• _WHAT THE TASK REQUIRES_
This exercise calls for every line of the data below with the string "Copy" in it.

Stored dataset items:
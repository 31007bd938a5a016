//! Security subsystem.
//!
//! # Data Flow
//! ```text
//! Incoming submission:
//!     → rate_limit/ (admission gate, per client identity)
//!     → honeypot.rs (decoy field check)
//!     → token.rs (time-based token check)
//!     → sanitize.rs (escape free text during validation)
//!     → Pass to submission validator
//! ```
//!
//! # Design Decisions
//! - Fail closed on admission: a rate-limit map at capacity denies
//! - Bot detections are masked as success, never surfaced as errors
//! - No trust in client input, including forwarded-for headers

pub mod honeypot;
pub mod rate_limit;
pub mod sanitize;
pub mod token;

pub use honeypot::is_honeypot_triggered;
pub use rate_limit::{RateLimitResult, RateLimiter};
pub use sanitize::sanitize;
pub use token::TokenVerdict;

use std::time::{SystemTime, UNIX_EPOCH};

/// Milliseconds since the Unix epoch.
pub(crate) fn epoch_ms() -> u64 {
    SystemTime::now()
        .duration_since(UNIX_EPOCH)
        .map(|d| d.as_millis() as u64)
        .unwrap_or(0)
}
//! HTTP surface of the gateway.
//!
//! # Data Flow
//! ```text
//! POST /api/contact | /api/newsletter
//!     → server.rs (middleware: timeout, body limit, request ID, trace)
//!     → identity.rs (derive throttling identity from headers)
//!     → handlers.rs (admission pipeline, see module docs)
//!     → response.rs (JSON success/error shapes)
//! ```

pub mod handlers;
pub mod identity;
pub mod response;
pub mod server;

pub use server::{AppState, HttpServer};
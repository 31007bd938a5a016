//! Contact form payload.

use serde::{Deserialize, Serialize};
use std::fmt;
use std::str::FromStr;

use crate::security::sanitize;

use super::{is_valid_email, ValidationError};

/// Raw body of `POST /api/contact`, before any validation.
///
/// Every field is optional at this stage so that missing and present-but-bad
/// values produce distinct messages.
#[derive(Debug, Clone, Default, Deserialize)]
pub struct ContactForm {
    pub name: Option<String>,
    pub email: Option<String>,
    pub phone: Option<String>,
    pub subject: Option<String>,
    pub message: Option<String>,
    /// Time-based form token minted at page render.
    #[serde(rename = "_token")]
    pub token: Option<String>,
    /// Honeypot decoy. Real browsers leave it absent.
    #[serde(rename = "website_url")]
    pub honeypot: Option<String>,
}

/// Contact submission topic.
#[derive(Debug, Clone, Copy, Default, PartialEq, Eq, Serialize, Deserialize)]
#[serde(rename_all = "lowercase")]
pub enum Subject {
    #[default]
    General,
    Services,
    Partnership,
    Ngo,
    Other,
}

impl Subject {
    pub fn as_str(&self) -> &'static str {
        match self {
            Subject::General => "general",
            Subject::Services => "services",
            Subject::Partnership => "partnership",
            Subject::Ngo => "ngo",
            Subject::Other => "other",
        }
    }
}

impl fmt::Display for Subject {
    fn fmt(&self, f: &mut fmt::Formatter<'_>) -> fmt::Result {
        f.write_str(self.as_str())
    }
}

impl FromStr for Subject {
    type Err = ValidationError;

    fn from_str(s: &str) -> Result<Self, Self::Err> {
        match s {
            "general" => Ok(Subject::General),
            "services" => Ok(Subject::Services),
            "partnership" => Ok(Subject::Partnership),
            "ngo" => Ok(Subject::Ngo),
            "other" => Ok(Subject::Other),
            _ => Err(ValidationError::UnknownSubject),
        }
    }
}

/// Validated, normalized contact submission. Free text is sanitized, email
/// lower-cased and trimmed; safe to log or hand downstream.
#[derive(Debug, Clone, PartialEq, Eq, Serialize)]
pub struct ContactSubmission {
    pub name: String,
    pub email: String,
    pub phone: Option<String>,
    pub subject: Subject,
    pub message: String,
}

impl ContactForm {
    /// Check fields in order (name, email, phone, subject, message), then
    /// normalize. Returns the first violated rule.
    pub fn validate(&self) -> Result<ContactSubmission, ValidationError> {
        let name = self.name.as_deref().ok_or(ValidationError::NameMissing)?;
        let name_chars = name.chars().count();
        if name_chars < 2 {
            return Err(ValidationError::NameTooShort);
        }
        if name_chars > 100 {
            return Err(ValidationError::NameTooLong);
        }

        let email = self.email.as_deref().ok_or(ValidationError::EmailMissing)?;
        if !is_valid_email(email) {
            return Err(ValidationError::EmailInvalid);
        }
        if email.chars().count() > 255 {
            return Err(ValidationError::EmailTooLong);
        }

        if let Some(phone) = self.phone.as_deref() {
            if phone.chars().count() > 30 {
                return Err(ValidationError::PhoneTooLong);
            }
        }

        let subject = match self.subject.as_deref() {
            Some(raw) => raw.parse()?,
            None => Subject::default(),
        };

        let message = self
            .message
            .as_deref()
            .ok_or(ValidationError::MessageMissing)?;
        let message_chars = message.chars().count();
        if message_chars < 10 {
            return Err(ValidationError::MessageTooShort);
        }
        if message_chars > 5000 {
            return Err(ValidationError::MessageTooLong);
        }

        Ok(ContactSubmission {
            name: sanitize(name),
            email: email.trim().to_lowercase(),
            phone: self
                .phone
                .as_deref()
                .map(sanitize)
                .filter(|p| !p.is_empty()),
            subject,
            message: sanitize(message),
        })
    }
}

#[cfg(test)]
mod tests {
    use super::*;

    fn valid_form() -> ContactForm {
        ContactForm {
            name: Some("Nino Beridze".to_string()),
            email: Some("Nino@Example.com".to_string()),
            phone: Some("+995 555 123 456".to_string()),
            subject: Some("services".to_string()),
            message: Some("I would like to learn more about your services.".to_string()),
            ..ContactForm::default()
        }
    }

    #[test]
    fn valid_form_normalizes() {
        let submission = valid_form().validate().unwrap();
        assert_eq!(submission.name, "Nino Beridze");
        assert_eq!(submission.email, "nino@example.com");
        assert_eq!(submission.subject, Subject::Services);
        assert_eq!(submission.phone.as_deref(), Some("+995 555 123 456"));
    }

    #[test]
    fn first_failure_wins_in_field_order() {
        // Both name and message are bad; name is reported.
        let form = ContactForm {
            name: Some("A".to_string()),
            message: Some("short".to_string()),
            ..valid_form()
        };
        assert_eq!(form.validate(), Err(ValidationError::NameTooShort));
    }

    #[test]
    fn short_message_is_rejected() {
        let form = ContactForm {
            name: Some("Al".to_string()),
            email: Some("a@b.com".to_string()),
            message: Some("short".to_string()),
            ..ContactForm::default()
        };
        assert_eq!(form.validate(), Err(ValidationError::MessageTooShort));
    }

    #[test]
    fn missing_fields_are_reported_as_required() {
        let form = ContactForm::default();
        assert_eq!(form.validate(), Err(ValidationError::NameMissing));

        let form = ContactForm {
            name: Some("Nino".to_string()),
            ..ContactForm::default()
        };
        assert_eq!(form.validate(), Err(ValidationError::EmailMissing));
    }

    #[test]
    fn unknown_subject_is_rejected() {
        let form = ContactForm {
            subject: Some("complaints".to_string()),
            ..valid_form()
        };
        assert_eq!(form.validate(), Err(ValidationError::UnknownSubject));
    }

    #[test]
    fn subject_defaults_to_general() {
        let form = ContactForm {
            subject: None,
            ..valid_form()
        };
        assert_eq!(form.validate().unwrap().subject, Subject::General);
    }

    #[test]
    fn free_text_is_sanitized() {
        let form = ContactForm {
            name: Some("<b>Nino</b>".to_string()),
            message: Some("Hello <script>alert(1)</script> world".to_string()),
            ..valid_form()
        };
        let submission = form.validate().unwrap();
        assert_eq!(submission.name, "&lt;b&gt;Nino&lt;/b&gt;");
        assert!(!submission.message.contains('<'));
    }

    #[test]
    fn character_limits_count_chars_not_bytes() {
        // 50 Georgian letters are 150 UTF-8 bytes but well under the cap.
        let form = ContactForm {
            name: Some("ნ".repeat(50)),
            ..valid_form()
        };
        assert!(form.validate().is_ok());
    }

    #[test]
    fn empty_phone_normalizes_to_none() {
        let form = ContactForm {
            phone: Some("  ".to_string()),
            ..valid_form()
        };
        assert_eq!(form.validate().unwrap().phone, None);
    }

    #[test]
    fn accepted_output_revalidates_unchanged() {
        let submission = valid_form().validate().unwrap();
        let resubmitted = ContactForm {
            name: Some(submission.name.clone()),
            email: Some(submission.email.clone()),
            phone: submission.phone.clone(),
            subject: Some(submission.subject.as_str().to_string()),
            message: Some(submission.message.clone()),
            ..ContactForm::default()
        };
        assert_eq!(resubmitted.validate().unwrap(), submission);
    }

    #[test]
    fn oversized_fields_are_rejected() {
        let form = ContactForm {
            name: Some("x".repeat(101)),
            ..valid_form()
        };
        assert_eq!(form.validate(), Err(ValidationError::NameTooLong));

        let form = ContactForm {
            message: Some("x".repeat(5001)),
            ..valid_form()
        };
        assert_eq!(form.validate(), Err(ValidationError::MessageTooLong));

        let form = ContactForm {
            phone: Some("1".repeat(31)),
            ..valid_form()
        };
        assert_eq!(form.validate(), Err(ValidationError::PhoneTooLong));
    }
}
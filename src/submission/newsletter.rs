//! Newsletter subscription payload.

use serde::{Deserialize, Serialize};

use crate::security::sanitize;

use super::{is_valid_email, ValidationError};

/// Raw body of `POST /api/newsletter`.
#[derive(Debug, Clone, Default, Deserialize)]
pub struct NewsletterForm {
    pub email: Option<String>,
    pub name: Option<String>,
}

/// Validated newsletter subscription.
#[derive(Debug, Clone, PartialEq, Eq, Serialize)]
pub struct NewsletterSubscription {
    pub email: String,
    pub name: Option<String>,
}

impl NewsletterForm {
    /// Check email then name; first failure wins.
    pub fn validate(&self) -> Result<NewsletterSubscription, ValidationError> {
        let email = self.email.as_deref().ok_or(ValidationError::EmailMissing)?;
        if !is_valid_email(email) {
            return Err(ValidationError::EmailInvalid);
        }
        if email.chars().count() > 255 {
            return Err(ValidationError::EmailTooLong);
        }

        if let Some(name) = self.name.as_deref() {
            if name.chars().count() > 100 {
                return Err(ValidationError::NameTooLong);
            }
        }

        Ok(NewsletterSubscription {
            email: email.trim().to_lowercase(),
            name: self
                .name
                .as_deref()
                .map(sanitize)
                .filter(|n| !n.is_empty()),
        })
    }
}
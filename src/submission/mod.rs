//! Submission payloads and validation.
//!
//! # Data Flow
//! ```text
//! Parsed request body (raw form)
//!     → contact.rs / newsletter.rs (field checks, first failure wins)
//!     → sanitize free text, normalize email
//!     → normalized submission (safe to log and forward)
//! ```
//!
//! # Design Decisions
//! - Checks run in a fixed field order and stop at the first failure; the
//!   client gets one actionable message, never an aggregate
//! - Validation is stateless: a normalized submission revalidates cleanly
//! - Limits are counted in characters, not bytes; submissions arrive in
//!   Georgian and Russian as often as English

pub mod contact;
pub mod newsletter;

pub use contact::{ContactForm, ContactSubmission, Subject};
pub use newsletter::{NewsletterForm, NewsletterSubscription};

/// First field rule a payload violated, in check order.
#[derive(Debug, Clone, Copy, PartialEq, Eq, thiserror::Error)]
pub enum ValidationError {
    #[error("Name is required")]
    NameMissing,
    #[error("Name must be at least 2 characters")]
    NameTooShort,
    #[error("Name too long")]
    NameTooLong,
    #[error("Email is required")]
    EmailMissing,
    #[error("Invalid email address")]
    EmailInvalid,
    #[error("Email too long")]
    EmailTooLong,
    #[error("Phone number too long")]
    PhoneTooLong,
    #[error("Invalid subject")]
    UnknownSubject,
    #[error("Message is required")]
    MessageMissing,
    #[error("Message must be at least 10 characters")]
    MessageTooShort,
    #[error("Message too long")]
    MessageTooLong,
}

/// Structural email check: one `@` separating non-empty parts, a dotted
/// domain, no whitespace. Deliverability is the mail system's problem.
pub(crate) fn is_valid_email(email: &str) -> bool {
    if email.contains(char::is_whitespace) {
        return false;
    }
    let Some((local, domain)) = email.rsplit_once('@') else {
        return false;
    };
    !local.is_empty()
        && domain.contains('.')
        && !domain.starts_with('.')
        && !domain.ends_with('.')
}

#[cfg(test)]
mod tests {
    use super::*;

    #[test]
    fn accepts_plain_addresses() {
        assert!(is_valid_email("a@b.com"));
        assert!(is_valid_email("first.last@sub.example.org"));
    }

    #[test]
    fn rejects_structural_garbage() {
        assert!(!is_valid_email("not-an-email"));
        assert!(!is_valid_email("@example.com"));
        assert!(!is_valid_email("a@"));
        assert!(!is_valid_email("a@nodot"));
        assert!(!is_valid_email("a@.com"));
        assert!(!is_valid_email("a@example."));
        assert!(!is_valid_email("a b@example.com"));
    }
}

• _ANSWER TO THIS TASK_
#[derive(Debug, Clone, Copy, Default, PartialEq, Eq, Serialize, Deserialize)]
#[derive(Debug, Clone, Copy, PartialEq, Eq, thiserror::Error)]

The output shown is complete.